LOOK AT THAT SMILE! (AND TALENT)!!!

HoraceClarke66 said...

I regret bringing the subject up, ALL-CAPS, mostly because of the point you made about what could we get as an equivalent return.

If we had a clever GM, he could get that return. But that "if" is like saying that if I had wings, I could fly to the top of Yankee Stadium and drop a big, juicy looey on Cashman's head. We don't, so we won't.

And I agree completely about Judge's character and lovability. He has a great attitude and a great smile, plays an excellent all-around game, and always seems to give 100 percent.

BUT...he is highly injury prone, and with his big power swings he falls easily into the Yankees' vortex of getting everybody to play the game wrong.

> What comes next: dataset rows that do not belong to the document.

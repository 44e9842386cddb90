/// Runtime error kinds: arity mismatch, type errors, undefined globals or
/// properties, non-callable call, stack overflow.
#[derive(Debug, Clone)]
pub enum ErrorKind {
    TypeError(String),
    UndefinedVariable(String),
    UndefinedProperty(String),
    InvalidCall(String),
    StackOverflow,
    InternalError(String),
}

#[derive(Debug, Clone)]
pub struct Frame {
    pub name: String,
    pub line: u32,
}

#[derive(Debug, Clone)]
pub struct RuntimeError {
    pub kind: ErrorKind,
    pub trace: Vec<Frame>,
}

impl RuntimeError {
    pub fn message(&self) -> String {
        match &self.kind {
            ErrorKind::TypeError(m) => m.clone(),
            ErrorKind::UndefinedVariable(name) => format!("Undefined variable '{name}'."),
            ErrorKind::UndefinedProperty(name) => format!("Undefined property '{name}'."),
            ErrorKind::InvalidCall(m) => m.clone(),
            ErrorKind::StackOverflow => "Stack overflow.".to_string(),
            ErrorKind::InternalError(m) => format!("Internal error: {m}"),
        }
    }

    /// Prints the message followed by one `[line N] in NAME` per active
    /// frame, innermost first.
    pub fn report(&self) {
        eprintln!("{}", self.message());
        for frame in self.trace.iter().rev() {
            eprintln!("[line {}] in {}", frame.line, frame.name);
        }
    }
}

As the years go by, he will run up record strikeout numbers (unless Stanton surpasses him for those records) with diminishing home-run returns. Pitchers will learn to treat him just as they did Soriano, never feeding him pitches he can hit—at the same time that his idiot manager and GM will keep giving him the musical advice, swing, swing, swing, swing.

Combined with the injuries on that oversized body...I doubt if he'll be an effective player by 30.

But hey, he will be our guy, and I hope to hell I'm wrong about all that.